Dear Dharma friends,

I have the privilege and honour to follow His Holiness Gyalwa Karmapa and Shamarpa's guidance, and became a Buddhist monk in Bodhgaya in 2007. Subsequently I was given the task to set up and run the Bodhipath Buddhist center in Taichung in 2008, the aim of the center is to spread Buddha dharma teaching, learning the bodhisattva way by adopting the Bodhisattva's attitude, develop wisdom and practice to experience a clear and unobstructed nature of mind.

I have also started producing TV programs about Dharma teaching on Taiwan Dharma TV station since 2012, the topics cover teaching of Karma Kagyu lineage, Bodhicitta and other Dharma knowledge.
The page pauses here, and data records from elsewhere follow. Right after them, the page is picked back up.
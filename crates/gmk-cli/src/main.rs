//! gmk entry point.
//!
//! This file is intentionally thin: it parses arguments, sets up tracing,
//! and wires a session against either the configured Firebase Realtime
//! Database or the in-process simulator. All reconciliation behavior
//! lives in the library crates.

use std::sync::{Arc, Mutex};
use std::time::Duration;

use anyhow::{Context, Result};
use clap::{Parser, Subcommand};
use gmk_coord::{parse_wire, GeoPoint};
use gmk_session::{
    spawn_session, AppliedMutation, Notice, RecordingSurface, SessionConfig, SessionHandle,
};
use gmk_sources::{
    FirebaseRestSource, LocationSource, RemotePayload, RemoteTargetSource,
    SimulatedLocationSource, SimulatedRemoteSource,
};
use tracing::info;

/// Demo device fix used when `GMK_FIX` is not set.
const DEFAULT_FIX: &str = "-23.55052,-46.633308";

/// Demo target payload used when `GMK_TARGET` is not set (simulator mode).
const DEFAULT_TARGET: &str = "-23.561414,-46.655881";

#[derive(Parser)]
#[command(name = "gmk")]
#[command(about = "GeoMark tracker CLI", long_about = None)]
struct Cli {
    /// Path to a JSON session config; defaults apply when omitted.
    #[arg(long, global = true)]
    config: Option<String>,

    #[command(subcommand)]
    cmd: Commands,
}

#[derive(Subcommand)]
enum Commands {
    /// Trigger one refresh and print applied mutations plus status
    Refresh {
        /// Seconds to wait for source callbacks before printing
        #[arg(long, default_value_t = 2)]
        wait_secs: u64,
    },

    /// Refresh repeatedly until Ctrl-C
    Watch {
        #[arg(long, default_value_t = 10)]
        interval_secs: u64,
    },

    /// Print the canonical config digest
    ConfigDigest,
}

#[tokio::main]
async fn main() -> Result<()> {
    // Dev convenience; silent when the file does not exist.
    let _ = dotenvy::from_filename(".env.local");

    init_tracing();

    let cli = Cli::parse();
    let cfg = load_config(cli.config.as_deref())?;

    match cli.cmd {
        Commands::Refresh { wait_secs } => cmd_refresh(cfg, wait_secs).await,
        Commands::Watch { interval_secs } => cmd_watch(cfg, interval_secs).await,
        Commands::ConfigDigest => {
            println!("{}", cfg.digest());
            Ok(())
        }
    }
}

fn init_tracing() {
    tracing_subscriber::fmt()
        .with_env_filter(
            tracing_subscriber::EnvFilter::try_from_default_env().unwrap_or_else(|_| "info".into()),
        )
        .init();
}

fn load_config(path: Option<&str>) -> Result<SessionConfig> {
    match path {
        Some(p) => SessionConfig::from_json_file(p),
        None => Ok(SessionConfig::default()),
    }
}

/// Stand-in for a real device provider: the fix comes from `GMK_FIX`.
fn device_fix_from_env() -> Result<GeoPoint> {
    let raw = std::env::var("GMK_FIX").unwrap_or_else(|_| DEFAULT_FIX.to_string());
    parse_wire(&raw).with_context(|| format!("parsing GMK_FIX {raw:?}"))
}

fn build_session(
    cfg: &SessionConfig,
) -> Result<(SessionHandle, Arc<Mutex<Vec<AppliedMutation>>>)> {
    let surface = RecordingSurface::new();
    let log = surface.mutation_log();

    let location: Arc<dyn LocationSource> =
        Arc::new(SimulatedLocationSource::steady(device_fix_from_env()?));

    let remote: Arc<dyn RemoteTargetSource> = match &cfg.database_url {
        Some(url) => {
            info!(url = %url, path = %cfg.remote_path, "using firebase realtime database source");
            Arc::new(FirebaseRestSource::new(url.clone()))
        }
        None => {
            let target =
                std::env::var("GMK_TARGET").unwrap_or_else(|_| DEFAULT_TARGET.to_string());
            info!(target = %target, "no database_url configured; using simulated target");
            Arc::new(SimulatedRemoteSource::steady(RemotePayload::Present(target)))
        }
    };

    let session = spawn_session(cfg.clone(), Box::new(surface), location, remote);
    Ok((session, log))
}

async fn cmd_refresh(cfg: SessionConfig, wait_secs: u64) -> Result<()> {
    let (session, log) = build_session(&cfg)?;
    let mut notices = session.subscribe_notices();

    session.refresh().await?;
    tokio::time::sleep(Duration::from_secs(wait_secs)).await;

    print_pass(&log, &mut notices);

    let status = session.status().await;
    println!("{}", serde_json::to_string_pretty(&status)?);
    Ok(())
}

async fn cmd_watch(cfg: SessionConfig, interval_secs: u64) -> Result<()> {
    let (session, log) = build_session(&cfg)?;
    let mut notices = session.subscribe_notices();
    let mut ticker = tokio::time::interval(Duration::from_secs(interval_secs.max(1)));

    loop {
        tokio::select! {
            _ = ticker.tick() => {
                session.refresh().await?;
                // Give both source callbacks a moment to land.
                tokio::time::sleep(Duration::from_millis(500)).await;
                print_pass(&log, &mut notices);
            }
            _ = tokio::signal::ctrl_c() => {
                info!("interrupted; stopping watch loop");
                break;
            }
        }
    }

    let status = session.status().await;
    println!("{}", serde_json::to_string_pretty(&status)?);
    Ok(())
}

fn print_pass(
    log: &Arc<Mutex<Vec<AppliedMutation>>>,
    notices: &mut tokio::sync::broadcast::Receiver<Notice>,
) {
    for m in log.lock().unwrap().drain(..) {
        match m {
            AppliedMutation::Upserted {
                role,
                point,
                label,
                handle,
            } => println!(
                "upsert {} [{label}] at {} -> handle {}",
                role.as_str(),
                point.to_wire(),
                handle.0
            ),
            AppliedMutation::Removed { handle } => println!("remove handle {}", handle.0),
        }
    }
    while let Ok(n) = notices.try_recv() {
        println!("notice: {}", serde_json::to_string(&n).unwrap_or_default());
    }
}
In 2013 I was assigned to be responsible for Dharma practice and teaching by Karmapa and Shamarpa in our new monastery in Hualian, Taiwan; from 2014 regular puja and events will be organised in both monasteries in Hualian and Taichung, including regular Nyongye practice (thousand arm chenrezig fasting program) White Tara Retreat as well as other retreat programs in the pipeline.


With pleasure I am producing these DVDs for distribution and sharing, I would appreciate any comment or feedback you might have for future improvement. In this trouble time we are most fortunate this auspicious teaching come to light, may the precious teachings radiate and flourish, may we bring forth our full effort together to work for a better future.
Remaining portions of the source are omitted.